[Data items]
================================
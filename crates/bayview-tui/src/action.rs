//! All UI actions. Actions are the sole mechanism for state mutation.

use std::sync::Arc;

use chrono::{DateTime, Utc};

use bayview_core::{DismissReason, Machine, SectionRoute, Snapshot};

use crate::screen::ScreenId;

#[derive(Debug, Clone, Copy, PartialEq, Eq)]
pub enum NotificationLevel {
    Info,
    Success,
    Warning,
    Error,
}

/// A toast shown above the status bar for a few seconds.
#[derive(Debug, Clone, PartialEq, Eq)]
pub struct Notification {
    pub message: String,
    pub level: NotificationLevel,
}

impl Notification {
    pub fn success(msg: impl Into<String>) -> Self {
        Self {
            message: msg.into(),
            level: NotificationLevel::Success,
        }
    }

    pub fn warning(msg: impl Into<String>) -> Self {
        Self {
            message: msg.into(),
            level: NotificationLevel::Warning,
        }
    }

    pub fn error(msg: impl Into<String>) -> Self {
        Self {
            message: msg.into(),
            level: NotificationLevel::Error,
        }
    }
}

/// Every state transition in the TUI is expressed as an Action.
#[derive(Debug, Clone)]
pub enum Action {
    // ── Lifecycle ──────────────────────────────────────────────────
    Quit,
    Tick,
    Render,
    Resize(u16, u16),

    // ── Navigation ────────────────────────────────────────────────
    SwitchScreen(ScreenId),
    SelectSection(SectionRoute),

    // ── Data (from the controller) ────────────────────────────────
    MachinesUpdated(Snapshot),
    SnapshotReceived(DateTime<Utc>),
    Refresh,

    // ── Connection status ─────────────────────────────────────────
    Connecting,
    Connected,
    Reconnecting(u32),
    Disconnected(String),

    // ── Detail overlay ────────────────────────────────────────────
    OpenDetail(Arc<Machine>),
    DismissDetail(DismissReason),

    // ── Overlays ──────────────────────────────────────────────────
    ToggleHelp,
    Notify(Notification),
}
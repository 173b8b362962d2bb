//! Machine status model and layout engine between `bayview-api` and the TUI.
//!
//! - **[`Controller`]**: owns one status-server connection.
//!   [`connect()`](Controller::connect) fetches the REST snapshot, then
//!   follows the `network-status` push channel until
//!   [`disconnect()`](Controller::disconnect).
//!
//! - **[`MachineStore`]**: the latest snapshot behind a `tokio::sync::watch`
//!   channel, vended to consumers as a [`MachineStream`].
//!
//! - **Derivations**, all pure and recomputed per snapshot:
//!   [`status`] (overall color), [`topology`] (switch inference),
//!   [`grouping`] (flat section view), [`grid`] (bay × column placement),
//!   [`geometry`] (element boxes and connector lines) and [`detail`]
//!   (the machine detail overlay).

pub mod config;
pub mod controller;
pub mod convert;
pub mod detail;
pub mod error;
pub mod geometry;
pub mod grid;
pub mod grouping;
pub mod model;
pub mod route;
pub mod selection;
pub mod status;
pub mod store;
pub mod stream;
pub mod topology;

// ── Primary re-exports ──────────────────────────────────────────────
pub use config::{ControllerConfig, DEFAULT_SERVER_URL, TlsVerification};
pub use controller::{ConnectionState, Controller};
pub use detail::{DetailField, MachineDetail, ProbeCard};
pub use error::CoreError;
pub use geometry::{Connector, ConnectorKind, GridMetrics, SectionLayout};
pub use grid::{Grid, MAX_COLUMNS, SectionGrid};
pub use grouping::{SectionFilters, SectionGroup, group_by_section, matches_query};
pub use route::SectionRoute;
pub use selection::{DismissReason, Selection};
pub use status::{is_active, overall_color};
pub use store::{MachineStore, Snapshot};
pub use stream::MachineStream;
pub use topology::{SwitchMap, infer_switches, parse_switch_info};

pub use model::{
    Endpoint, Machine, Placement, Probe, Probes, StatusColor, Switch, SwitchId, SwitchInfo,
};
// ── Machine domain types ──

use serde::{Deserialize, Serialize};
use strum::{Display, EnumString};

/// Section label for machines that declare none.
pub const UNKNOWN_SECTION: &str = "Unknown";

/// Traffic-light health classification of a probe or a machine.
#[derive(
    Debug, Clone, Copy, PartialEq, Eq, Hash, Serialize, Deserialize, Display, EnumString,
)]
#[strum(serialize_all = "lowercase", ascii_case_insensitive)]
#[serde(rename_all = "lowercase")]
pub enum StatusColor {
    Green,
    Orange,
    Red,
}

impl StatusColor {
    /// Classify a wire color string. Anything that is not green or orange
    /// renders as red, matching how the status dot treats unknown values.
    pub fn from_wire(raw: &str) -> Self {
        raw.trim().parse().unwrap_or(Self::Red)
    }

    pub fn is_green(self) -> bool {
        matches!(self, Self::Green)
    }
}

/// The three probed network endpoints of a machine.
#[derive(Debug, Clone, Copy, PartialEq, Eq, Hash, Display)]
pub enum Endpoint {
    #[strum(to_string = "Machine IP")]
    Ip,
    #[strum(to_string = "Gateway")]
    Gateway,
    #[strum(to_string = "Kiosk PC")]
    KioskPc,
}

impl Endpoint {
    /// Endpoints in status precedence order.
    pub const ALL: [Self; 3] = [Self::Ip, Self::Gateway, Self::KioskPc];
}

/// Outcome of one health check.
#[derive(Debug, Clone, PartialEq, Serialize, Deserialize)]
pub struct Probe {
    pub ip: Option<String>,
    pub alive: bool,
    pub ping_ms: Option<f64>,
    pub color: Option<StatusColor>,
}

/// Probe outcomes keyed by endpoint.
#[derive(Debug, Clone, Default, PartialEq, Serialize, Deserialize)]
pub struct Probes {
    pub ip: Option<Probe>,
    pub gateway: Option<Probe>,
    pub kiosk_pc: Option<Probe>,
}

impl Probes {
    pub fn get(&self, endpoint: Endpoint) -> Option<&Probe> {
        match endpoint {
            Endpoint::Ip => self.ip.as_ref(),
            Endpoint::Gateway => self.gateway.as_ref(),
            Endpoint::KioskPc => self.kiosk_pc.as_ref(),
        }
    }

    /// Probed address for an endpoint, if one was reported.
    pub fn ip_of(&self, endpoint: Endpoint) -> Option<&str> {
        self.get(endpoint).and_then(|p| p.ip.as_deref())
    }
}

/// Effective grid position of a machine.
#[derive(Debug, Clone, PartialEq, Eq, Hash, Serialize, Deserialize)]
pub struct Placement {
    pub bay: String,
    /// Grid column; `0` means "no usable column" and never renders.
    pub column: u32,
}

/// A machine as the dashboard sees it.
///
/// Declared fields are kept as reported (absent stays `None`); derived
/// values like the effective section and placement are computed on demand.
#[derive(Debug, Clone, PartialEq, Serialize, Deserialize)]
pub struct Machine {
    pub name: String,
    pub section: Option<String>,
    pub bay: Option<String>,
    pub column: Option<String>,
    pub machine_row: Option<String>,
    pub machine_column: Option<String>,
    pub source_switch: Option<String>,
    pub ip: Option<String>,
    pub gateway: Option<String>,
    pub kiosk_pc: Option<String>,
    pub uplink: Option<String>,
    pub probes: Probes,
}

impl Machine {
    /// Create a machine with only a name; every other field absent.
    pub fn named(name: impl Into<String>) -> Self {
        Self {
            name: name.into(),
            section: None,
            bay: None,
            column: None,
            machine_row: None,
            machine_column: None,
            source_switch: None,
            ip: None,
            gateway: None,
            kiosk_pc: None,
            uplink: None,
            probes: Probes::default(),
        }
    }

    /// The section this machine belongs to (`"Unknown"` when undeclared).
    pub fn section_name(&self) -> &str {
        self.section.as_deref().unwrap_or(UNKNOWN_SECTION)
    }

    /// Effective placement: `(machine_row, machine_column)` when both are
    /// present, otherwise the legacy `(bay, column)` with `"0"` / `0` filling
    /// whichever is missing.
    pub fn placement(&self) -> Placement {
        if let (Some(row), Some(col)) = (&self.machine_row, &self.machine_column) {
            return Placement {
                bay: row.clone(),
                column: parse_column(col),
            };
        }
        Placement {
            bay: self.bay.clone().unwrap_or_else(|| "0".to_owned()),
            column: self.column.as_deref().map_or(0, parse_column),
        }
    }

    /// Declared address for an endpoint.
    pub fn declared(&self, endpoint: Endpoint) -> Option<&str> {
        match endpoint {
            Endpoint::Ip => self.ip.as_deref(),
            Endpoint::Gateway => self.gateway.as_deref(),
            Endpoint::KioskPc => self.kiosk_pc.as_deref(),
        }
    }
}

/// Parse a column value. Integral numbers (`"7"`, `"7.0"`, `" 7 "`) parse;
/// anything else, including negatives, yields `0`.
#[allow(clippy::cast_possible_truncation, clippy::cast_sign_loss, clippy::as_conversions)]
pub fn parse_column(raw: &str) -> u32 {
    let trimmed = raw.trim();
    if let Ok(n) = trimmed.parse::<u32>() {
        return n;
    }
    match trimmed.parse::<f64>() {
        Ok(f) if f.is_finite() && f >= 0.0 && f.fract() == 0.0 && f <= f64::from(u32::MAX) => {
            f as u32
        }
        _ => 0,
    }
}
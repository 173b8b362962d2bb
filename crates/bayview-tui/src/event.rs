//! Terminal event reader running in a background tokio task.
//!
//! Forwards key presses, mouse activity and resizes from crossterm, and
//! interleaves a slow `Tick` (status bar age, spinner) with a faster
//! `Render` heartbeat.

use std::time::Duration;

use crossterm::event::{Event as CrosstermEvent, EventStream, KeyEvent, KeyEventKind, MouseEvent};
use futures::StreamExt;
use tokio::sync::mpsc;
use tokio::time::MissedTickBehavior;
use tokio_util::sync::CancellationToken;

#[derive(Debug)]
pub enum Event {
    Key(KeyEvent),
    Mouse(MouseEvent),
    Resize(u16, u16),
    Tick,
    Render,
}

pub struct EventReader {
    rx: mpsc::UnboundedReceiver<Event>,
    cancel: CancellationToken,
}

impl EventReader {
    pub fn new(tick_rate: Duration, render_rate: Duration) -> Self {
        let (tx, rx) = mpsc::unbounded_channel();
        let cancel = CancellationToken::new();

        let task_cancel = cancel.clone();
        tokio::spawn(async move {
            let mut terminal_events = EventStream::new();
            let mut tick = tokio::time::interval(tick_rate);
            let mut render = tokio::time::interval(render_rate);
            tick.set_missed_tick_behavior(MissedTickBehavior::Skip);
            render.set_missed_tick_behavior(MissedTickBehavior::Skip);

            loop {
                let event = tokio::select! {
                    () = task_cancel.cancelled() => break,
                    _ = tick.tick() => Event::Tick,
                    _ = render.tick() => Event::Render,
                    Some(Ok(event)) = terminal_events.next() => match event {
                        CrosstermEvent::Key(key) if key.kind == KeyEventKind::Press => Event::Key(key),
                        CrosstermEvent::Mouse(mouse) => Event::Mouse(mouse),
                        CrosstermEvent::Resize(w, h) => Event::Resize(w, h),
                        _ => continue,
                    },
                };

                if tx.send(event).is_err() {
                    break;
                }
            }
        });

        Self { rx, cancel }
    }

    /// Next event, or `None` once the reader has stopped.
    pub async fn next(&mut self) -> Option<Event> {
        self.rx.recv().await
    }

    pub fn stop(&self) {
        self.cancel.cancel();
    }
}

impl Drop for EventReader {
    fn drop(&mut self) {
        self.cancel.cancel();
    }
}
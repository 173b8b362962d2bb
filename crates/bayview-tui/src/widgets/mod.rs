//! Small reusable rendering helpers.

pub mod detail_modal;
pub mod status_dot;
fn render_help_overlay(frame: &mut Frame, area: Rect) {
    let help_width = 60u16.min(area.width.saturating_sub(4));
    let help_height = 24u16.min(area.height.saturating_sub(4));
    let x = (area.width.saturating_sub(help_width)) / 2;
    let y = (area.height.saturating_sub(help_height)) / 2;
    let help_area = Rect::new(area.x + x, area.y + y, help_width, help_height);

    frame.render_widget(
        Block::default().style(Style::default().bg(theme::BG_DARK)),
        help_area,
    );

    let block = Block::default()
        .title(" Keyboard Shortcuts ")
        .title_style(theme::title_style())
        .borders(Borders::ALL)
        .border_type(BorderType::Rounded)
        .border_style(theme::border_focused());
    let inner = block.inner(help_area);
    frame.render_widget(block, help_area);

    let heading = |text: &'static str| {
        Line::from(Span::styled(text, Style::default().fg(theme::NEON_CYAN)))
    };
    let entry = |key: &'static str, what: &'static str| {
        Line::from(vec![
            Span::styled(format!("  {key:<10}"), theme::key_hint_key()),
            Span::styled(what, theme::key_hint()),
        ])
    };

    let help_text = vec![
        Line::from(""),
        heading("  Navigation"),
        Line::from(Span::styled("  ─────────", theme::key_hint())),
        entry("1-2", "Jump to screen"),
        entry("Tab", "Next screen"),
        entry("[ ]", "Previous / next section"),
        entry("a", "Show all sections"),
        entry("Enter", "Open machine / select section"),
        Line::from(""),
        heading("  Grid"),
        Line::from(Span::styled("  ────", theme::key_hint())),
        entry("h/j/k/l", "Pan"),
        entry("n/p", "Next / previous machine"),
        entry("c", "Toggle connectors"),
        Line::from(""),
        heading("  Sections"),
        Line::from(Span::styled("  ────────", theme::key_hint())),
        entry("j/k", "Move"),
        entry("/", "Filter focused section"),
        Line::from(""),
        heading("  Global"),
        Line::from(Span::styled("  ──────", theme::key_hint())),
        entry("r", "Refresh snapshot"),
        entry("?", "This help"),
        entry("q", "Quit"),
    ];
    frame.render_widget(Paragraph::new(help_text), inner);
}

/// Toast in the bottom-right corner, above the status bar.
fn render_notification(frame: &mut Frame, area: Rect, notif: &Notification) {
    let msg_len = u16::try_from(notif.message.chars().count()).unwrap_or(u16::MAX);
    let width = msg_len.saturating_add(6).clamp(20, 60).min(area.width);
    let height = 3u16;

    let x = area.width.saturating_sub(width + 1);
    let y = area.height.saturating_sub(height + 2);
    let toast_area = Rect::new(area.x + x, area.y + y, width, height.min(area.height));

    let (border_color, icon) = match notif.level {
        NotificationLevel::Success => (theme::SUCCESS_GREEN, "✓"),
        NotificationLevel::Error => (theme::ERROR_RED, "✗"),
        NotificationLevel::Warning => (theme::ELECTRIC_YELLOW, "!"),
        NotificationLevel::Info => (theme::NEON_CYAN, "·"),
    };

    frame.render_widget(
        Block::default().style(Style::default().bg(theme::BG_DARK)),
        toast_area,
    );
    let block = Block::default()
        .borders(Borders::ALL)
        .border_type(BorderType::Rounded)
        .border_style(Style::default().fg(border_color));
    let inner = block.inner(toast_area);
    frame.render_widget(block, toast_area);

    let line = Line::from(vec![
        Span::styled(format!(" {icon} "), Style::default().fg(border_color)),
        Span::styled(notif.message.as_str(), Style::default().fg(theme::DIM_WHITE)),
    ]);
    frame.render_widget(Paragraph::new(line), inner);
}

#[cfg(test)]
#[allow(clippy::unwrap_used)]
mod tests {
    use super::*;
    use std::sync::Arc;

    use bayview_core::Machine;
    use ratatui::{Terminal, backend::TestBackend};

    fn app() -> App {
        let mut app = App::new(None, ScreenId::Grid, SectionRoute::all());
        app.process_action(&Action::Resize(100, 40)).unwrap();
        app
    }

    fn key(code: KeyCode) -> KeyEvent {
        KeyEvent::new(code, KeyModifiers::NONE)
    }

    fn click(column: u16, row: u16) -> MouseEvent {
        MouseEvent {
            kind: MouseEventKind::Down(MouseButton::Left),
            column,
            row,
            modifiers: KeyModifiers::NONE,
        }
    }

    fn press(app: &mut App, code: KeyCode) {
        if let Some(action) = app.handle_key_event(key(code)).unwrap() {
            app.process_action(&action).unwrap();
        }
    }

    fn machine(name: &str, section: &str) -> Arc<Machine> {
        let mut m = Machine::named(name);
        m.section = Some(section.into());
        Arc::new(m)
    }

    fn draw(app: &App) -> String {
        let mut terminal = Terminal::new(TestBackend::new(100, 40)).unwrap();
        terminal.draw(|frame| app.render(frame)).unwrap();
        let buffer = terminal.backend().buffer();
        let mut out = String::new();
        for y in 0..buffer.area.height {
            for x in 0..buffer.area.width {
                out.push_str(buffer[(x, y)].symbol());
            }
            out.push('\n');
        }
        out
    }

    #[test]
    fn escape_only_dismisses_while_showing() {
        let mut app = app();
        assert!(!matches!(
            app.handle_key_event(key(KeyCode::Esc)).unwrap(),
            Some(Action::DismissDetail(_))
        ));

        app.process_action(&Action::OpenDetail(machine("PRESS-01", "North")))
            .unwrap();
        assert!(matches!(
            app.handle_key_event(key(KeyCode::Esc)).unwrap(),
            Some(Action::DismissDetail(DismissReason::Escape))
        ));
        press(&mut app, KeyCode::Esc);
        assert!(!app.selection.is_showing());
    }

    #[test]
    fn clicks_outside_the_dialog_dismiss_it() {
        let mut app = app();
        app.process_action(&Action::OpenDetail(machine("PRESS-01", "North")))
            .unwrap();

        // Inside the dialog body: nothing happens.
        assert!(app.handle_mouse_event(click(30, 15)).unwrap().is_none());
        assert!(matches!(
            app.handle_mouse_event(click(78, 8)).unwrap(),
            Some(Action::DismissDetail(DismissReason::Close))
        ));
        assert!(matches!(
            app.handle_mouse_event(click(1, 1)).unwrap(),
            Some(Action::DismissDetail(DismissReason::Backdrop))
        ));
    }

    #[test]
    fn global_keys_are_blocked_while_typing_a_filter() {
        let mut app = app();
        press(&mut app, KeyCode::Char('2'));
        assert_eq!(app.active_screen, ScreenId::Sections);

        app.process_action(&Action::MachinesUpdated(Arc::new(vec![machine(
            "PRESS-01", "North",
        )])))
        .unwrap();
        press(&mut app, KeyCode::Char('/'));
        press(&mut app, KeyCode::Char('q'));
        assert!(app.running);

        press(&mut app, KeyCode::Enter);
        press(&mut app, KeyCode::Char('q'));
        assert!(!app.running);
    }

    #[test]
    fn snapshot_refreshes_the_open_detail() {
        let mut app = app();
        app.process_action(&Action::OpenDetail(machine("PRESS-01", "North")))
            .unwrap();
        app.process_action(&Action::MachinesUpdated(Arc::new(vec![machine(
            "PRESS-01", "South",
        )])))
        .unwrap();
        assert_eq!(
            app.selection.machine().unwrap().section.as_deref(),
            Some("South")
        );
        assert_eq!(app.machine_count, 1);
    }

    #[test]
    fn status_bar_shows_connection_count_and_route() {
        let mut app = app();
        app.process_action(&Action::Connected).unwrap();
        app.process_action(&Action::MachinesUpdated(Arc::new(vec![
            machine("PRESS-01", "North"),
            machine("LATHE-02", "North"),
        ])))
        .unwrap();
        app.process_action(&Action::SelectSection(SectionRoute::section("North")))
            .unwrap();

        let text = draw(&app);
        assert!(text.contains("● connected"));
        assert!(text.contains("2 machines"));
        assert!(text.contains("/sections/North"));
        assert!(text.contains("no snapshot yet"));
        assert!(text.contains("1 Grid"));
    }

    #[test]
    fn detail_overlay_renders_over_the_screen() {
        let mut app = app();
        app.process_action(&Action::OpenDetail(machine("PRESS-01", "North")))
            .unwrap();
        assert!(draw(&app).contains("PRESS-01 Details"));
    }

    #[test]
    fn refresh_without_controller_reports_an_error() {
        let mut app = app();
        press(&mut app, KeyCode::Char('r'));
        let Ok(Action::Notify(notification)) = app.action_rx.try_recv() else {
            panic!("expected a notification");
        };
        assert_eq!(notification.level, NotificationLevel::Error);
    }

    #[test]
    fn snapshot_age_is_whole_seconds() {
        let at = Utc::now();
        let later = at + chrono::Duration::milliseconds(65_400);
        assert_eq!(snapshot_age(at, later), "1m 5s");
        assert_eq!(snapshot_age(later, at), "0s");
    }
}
================================
Search the records above for the string "MachinesUpdated". Report each line that has it.

    MachinesUpdated(Snapshot),
        app.process_action(&Action::MachinesUpdated(Arc::new(vec![machine(
        app.process_action(&Action::MachinesUpdated(Arc::new(vec![machine(
        app.process_action(&Action::MachinesUpdated(Arc::new(vec![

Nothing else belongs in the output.